Один из них, курносый и веселый, спросил:
– А где же повар-то у вас французский, ваше величество?
– Да его, толстобрюхого, чуешь, мои яицкие вздернули. Величался все, я-ста да я-ста. У нас-де во Франции все хорошо, у вас все яман. Ну, те смотрели, смотрели, обидно показалось им, крикнули: «Ах ты, мирсит-твою», – да и петлю на шею.
Казаки опять переглянулись.
Вскоре Пугачев простился с гостями и пожелал им покойной ночи. Невдалеке от царской палатки гремели донские песни, шли плясы, подвыпившая полсотня донцов веселилась у костра. Девочка Акулечка, любовавшаяся плясунами, сидела на плече у Миши Маленького, как в кресле.
– Ну, господа атаманы, начал положен, – сказал Пугачев по уходе донцов и перекрестился. – Авось по проторенному путику и другие прочие донцы-молодцы прилепятся к нашему самодержавству...
Атаманы промолчали.
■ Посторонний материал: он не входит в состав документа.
impl MatchStateStore {
    /// Inserts a newly discovered fixture. Returns `false` when the id is
    /// already stored; existing rows are never overwritten here.
    pub async fn insert_fixture_if_absent(&self, fixture: NewFixture, now: DateTime<Utc>) -> Result<bool> {
        self.call(move |conn| {
            let inserted = conn.execute(
                "INSERT OR IGNORE INTO fixtures (
                    id, tournament_id, season_id, round, home_team, away_team,
                    home_score, away_score, status, start_timestamp, processing_status,
                    created_at, updated_at
                 ) VALUES (?1, ?2, ?3, ?4, ?5, ?6, ?7, ?8, ?9, ?10, ?11, ?12, ?12)",
                params![
                    fixture.id as i64,
                    fixture.tournament_id,
                    fixture.season_id,
                    fixture.round,
                    fixture.home_team,
                    fixture.away_team,
                    fixture.home_score,
                    fixture.away_score,
                    fixture.status,
                    fixture.start_timestamp,
                    fixture.processing_status,
                    now.timestamp(),
                ],
            )?;
            Ok(inserted == 1)
        })
        .await
    }

    pub async fn get_fixture(&self, id: u64) -> Result<Option<Fixture>> {
        self.call(move |conn| {
            let sql = format!("SELECT {FIXTURE_COLUMNS} FROM fixtures WHERE id = ?1");
            Ok(conn
                .query_row(&sql, [id as i64], fixture_from_row)
                .optional()?)
        })
        .await
    }

    /// Applies a live-feed observation. Terminal and exhausted fixtures are
    /// left alone; returns whether a row changed.
    pub async fn apply_live_update(&self, update: LiveUpdate, now: DateTime<Utc>) -> Result<bool> {
        self.call(move |conn| {
            let sql = format!(
                "UPDATE fixtures
                 SET home_score = ?2, away_score = ?3, status = ?4,
                     processing_status = ?5, updated_at = ?6
                 WHERE id = ?1 AND processing_status NOT IN ({TERMINAL}, {EXHAUSTED})"
            );
            let changed = conn.execute(
                &sql,
                params![
                    update.id as i64,
                    update.home_score,
                    update.away_score,
                    update.status,
                    update.processing_status,
                    now.timestamp(),
                ],
            )?;
            Ok(changed == 1)
        })
        .await
    }

    /// Fixtures we believe are being played right now and that still have
    /// attempts left.
    pub async fn live_fixtures(&self, max_attempts: u32) -> Result<Vec<Fixture>> {
        self.call(move |conn| {
            let tail = format!(
                "WHERE processing_status NOT IN ({TERMINAL}, {EXHAUSTED})
                   AND (processing_status = 'InProgress' OR status IN ({}))
                   AND enrichment_attempts < ?1
                 ORDER BY start_timestamp ASC, id ASC",
                sql_list(&LIVE_STATUSES)
            );
            query_fixtures(conn, &tail, [max_attempts])
        })
        .await
    }

    /// Finished fixtures waiting for enrichment, oldest kick-off first.
    pub async fn pending_finished(&self, max_attempts: u32, limit: u32) -> Result<Vec<Fixture>> {
        self.call(move |conn| {
            let tail = format!(
                "WHERE processing_status = 'Pending'
                   AND status IN ({})
                   AND enrichment_attempts < ?1
                 ORDER BY start_timestamp ASC, id ASC
                 LIMIT ?2",
                sql_list(&FINISHED_STATUSES)
            );
            query_fixtures(conn, &tail, params![max_attempts, limit])
        })
        .await
    }

    /// "Not started"/"Postponed" fixtures, and fixtures with a status string
    /// no other selector knows, whose kick-off is older than `cutoff` and
    /// that never reached a terminal state.
    pub async fn limbo_fixtures(&self, cutoff: i64, max_attempts: u32, limit: u32) -> Result<Vec<Fixture>> {
        self.call(move |conn| {
            let tail = format!(
                "WHERE (status IN ({}) OR status NOT IN ({}))
                   AND start_timestamp < ?1
                   AND processing_status IN ('Pending', 'InProgress')
                   AND enrichment_attempts < ?2
                 ORDER BY start_timestamp ASC, id ASC
                 LIMIT ?3",
                sql_list(&[NOT_STARTED, POSTPONED]),
                sql_list(&known_statuses())
            );
            query_fixtures(conn, &tail, params![cutoff, max_attempts, limit])
        })
        .await
    }

    /// Persists one enrichment pass in a single transaction and returns the
    /// processing status the fixture ended up in.
    pub async fn save_enrichment(
        &self,
        id: u64,
        write: EnrichmentWrite,
        max_attempts: u32,
        now: DateTime<Utc>,
    ) -> Result<ProcessingStatus> {
        self.call(move |conn| {
            let tx = conn.transaction()?;

            let attempts: u32 = tx
                .query_row(
                    "SELECT enrichment_attempts FROM fixtures WHERE id = ?1",
                    [id as i64],
                    |r| r.get(0),
                )
                .optional()?
                .with_context(|| format!("fixture {id} not stored"))?;

            let bumped = (attempts + 1).min(max_attempts.max(1));
            let (status, attempts, error) = match &write.outcome {
                EnrichmentOutcome::Terminal(status) => (*status, bumped, None),
                EnrichmentOutcome::InProgress => (ProcessingStatus::InProgress, attempts, None),
                EnrichmentOutcome::Retry { exhausted, note } => {
                    let status = if bumped >= max_attempts {
                        *exhausted
                    } else {
                        ProcessingStatus::Pending
                    };
                    (status, bumped, Some(note.clone()))
                }
            };

            let snap = &write.snapshot;
            tx.execute(
                "UPDATE fixtures
                 SET home_score = ?2, away_score = ?3, status = ?4, start_timestamp = COALESCE(?5, start_timestamp),
                     venue = COALESCE(?6, venue), referee = COALESCE(?7, referee),
                     attendance = COALESCE(?8, attendance),
                     processing_status = ?9, enrichment_attempts = ?10,
                     last_attempt_at = ?11, last_error = ?12, updated_at = ?11
                 WHERE id = ?1",
                params![
                    id as i64,
                    snap.home_score,
                    snap.away_score,
                    snap.status,
                    snap.start_timestamp,
                    snap.venue,
                    snap.referee,
                    snap.attendance,
                    status,
                    attempts,
                    now.timestamp(),
                    error,
                ],
            )?;

            if let Some(stats) = &write.statistics {
                replace_statistics(&tx, id, stats)?;
            }
            replace_incidents(&tx, id, &write.incidents)?;

            tx.commit().context("commit enrichment")?;
            debug!(id, %status, attempts, "Enrichment saved");
            Ok(status)
        })
        .await
    }

    /// Counts a failed attempt. Pending below the cap, Error at it. Returns
    /// `None` when the fixture is unknown or already terminal.
    pub async fn record_enrichment_failure(
        &self,
        id: u64,
        error: String,
        max_attempts: u32,
        now: DateTime<Utc>,
    ) -> Result<Option<ProcessingStatus>> {
        self.call(move |conn| {
            let sql = format!(
                "UPDATE fixtures
                 SET enrichment_attempts = MIN(enrichment_attempts + 1, ?2),
                     processing_status = CASE WHEN enrichment_attempts + 1 >= ?2
                                              THEN 'Error' ELSE 'Pending' END,
                     last_error = ?3, last_attempt_at = ?4, updated_at = ?4
                 WHERE id = ?1 AND processing_status NOT IN ({TERMINAL})"
            );
            let changed = conn.execute(
                &sql,
                params![id as i64, max_attempts.max(1), error, now.timestamp()],
            )?;
            if changed == 0 {
                return Ok(None);
            }
            let status = conn.query_row(
                "SELECT processing_status FROM fixtures WHERE id = ?1",
                [id as i64],
                |r| r.get(0),
            )?;
            Ok(Some(status))
        })
        .await
    }

    pub async fn statistics(&self, fixture_id: u64) -> Result<Vec<StatisticRow>> {
        self.call(move |conn| {
            let mut stmt = conn.prepare(
                "SELECT period, group_name, name, home_raw, away_raw, home_value, away_value, compare_code
                 FROM statistics WHERE fixture_id = ?1 ORDER BY id",
            )?;
            let rows = stmt
                .query_map([fixture_id as i64], |r| {
                    Ok(StatisticRow {
                        period: r.get(0)?,
                        group: r.get(1)?,
                        name: r.get(2)?,
                        home_raw: r.get(3)?,
                        away_raw: r.get(4)?,
                        home_value: r.get(5)?,
                        away_value: r.get(6)?,
                        compare_code: r.get(7)?,
                    })
                })?
                .collect::<rusqlite::Result<Vec<_>>>()?;
            Ok(rows)
        })
        .await
    }

    pub async fn incidents(&self, fixture_id: u64) -> Result<Vec<IncidentRow>> {
        self.call(move |conn| {
            let mut stmt = conn.prepare(
                "SELECT incident_type, incident_class, minute, added_time, is_home, player, assist
                 FROM incidents WHERE fixture_id = ?1 ORDER BY seq",
            )?;
            let rows = stmt
                .query_map([fixture_id as i64], |r| {
                    Ok(IncidentRow {
                        incident_type: r.get(0)?,
                        incident_class: r.get(1)?,
                        minute: r.get(2)?,
                        added_time: r.get(3)?,
                        is_home: r.get(4)?,
                        player: r.get(5)?,
                        assist: r.get(6)?,
                    })
                })?
                .collect::<rusqlite::Result<Vec<_>>>()?;
            Ok(rows)
        })
        .await
    }

    /// Deletes postponed/cancelled rows that have a healthy sibling with the
    /// same (tournament, season, round, home, away). Returns what was deleted.
    pub async fn remove_zombie_fixtures(&self) -> Result<Vec<Fixture>> {
        self.call(|conn| {
            let adverse = sql_list(&ADVERSE_STATUSES);
            let tail = format!(
                "AS z
                 WHERE (z.processing_status IN ('Postponed', 'Cancelled') OR z.status IN ({adverse}))
                   AND EXISTS (
                       SELECT 1 FROM fixtures s
                       WHERE s.id <> z.id
                         AND s.tournament_id = z.tournament_id
                         AND s.season_id = z.season_id
                         AND s.round IS z.round
                         AND s.home_team = z.home_team
                         AND s.away_team = z.away_team
                         AND s.processing_status IN ('Pending', 'InProgress', 'Enriched')
                         AND s.status NOT IN ({adverse})
                   )
                 ORDER BY z.id"
            );

            let tx = conn.transaction()?;
            let zombies = query_fixtures(&tx, &tail, [])?;
            for zombie in &zombies {
                tx.execute("DELETE FROM fixtures WHERE id = ?1", [zombie.id as i64])?;
            }
            tx.commit().context("commit zombie cleanup")?;
            Ok(zombies)
        })
        .await
    }

    /// Most recently written fixtures, newest first.
    pub async fn recently_updated(&self, limit: u32) -> Result<Vec<Fixture>> {
        self.call(move |conn| query_fixtures(conn, "ORDER BY updated_at DESC, id DESC LIMIT ?1", [limit])).await
    }

    pub async fn summary(&self) -> Result<StoreSummary> {
        self.call(|conn| {
            let count = |table: &str| -> Result<u64> {
                let n: i64 = conn.query_row(&format!("SELECT COUNT(*) FROM {table}"), [], |r| r.get(0))?;
                Ok(n as u64)
            };

            let mut summary = StoreSummary {
                fixtures: count("fixtures")?,
                statistics: count("statistics")?,
                incidents: count("incidents")?,
                standings: count("standings")?,
                ..StoreSummary::default()
            };

            let mut stmt = conn.prepare(
                "SELECT processing_status, COUNT(*) FROM fixtures
                 GROUP BY processing_status ORDER BY processing_status",
            )?;
            summary.by_status = stmt
                .query_map([], |r| Ok((r.get::<_, ProcessingStatus>(0)?, r.get::<_, i64>(1)? as u64)))?
                .collect::<rusqlite::Result<Vec<_>>>()?;

            let (total, complete, locked): (i64, i64, i64) = conn.query_row(
                "SELECT COUNT(*),
                        COALESCE(SUM(is_fully_processed), 0),
                        COALESCE(SUM(lock_holder IS NOT NULL), 0)
                 FROM round_states",
                [],
                |r| Ok((r.get(0)?, r.get(1)?, r.get(2)?)),
            )?;
            summary.rounds_total = total as u64;
            summary.rounds_complete = complete as u64;
            summary.rounds_locked = locked as u64;

            Ok(summary)
        })
        .await
    }
}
Анфиса глаз не спускала с мужественного, красивого Горбатова, ловила его взор, но он не обращал на нее ни малейшего внимания. Овчинников, катая из хлеба шарики, сказал:
– Мнится мне, как бы они не переметнулись... По всему видать, они из богатеньких. Седельца-то у них с серебряной чеканкой, у всей полсотни. Да и сабельки-то – залюбуешься.
– Да уж чего тут... – буркнул Чумаков в большую бороду. – Известно, бедноту по наши души не пошлют.
Впоследствии так оно и вышло.
Захватив с собою девять пушек, порох, свинец и триста сорок человек команды, набранной услужливым новым воеводою Юматовым, Пугачев 5 августа со всею армией выступил из Петровска по дороге к Саратову.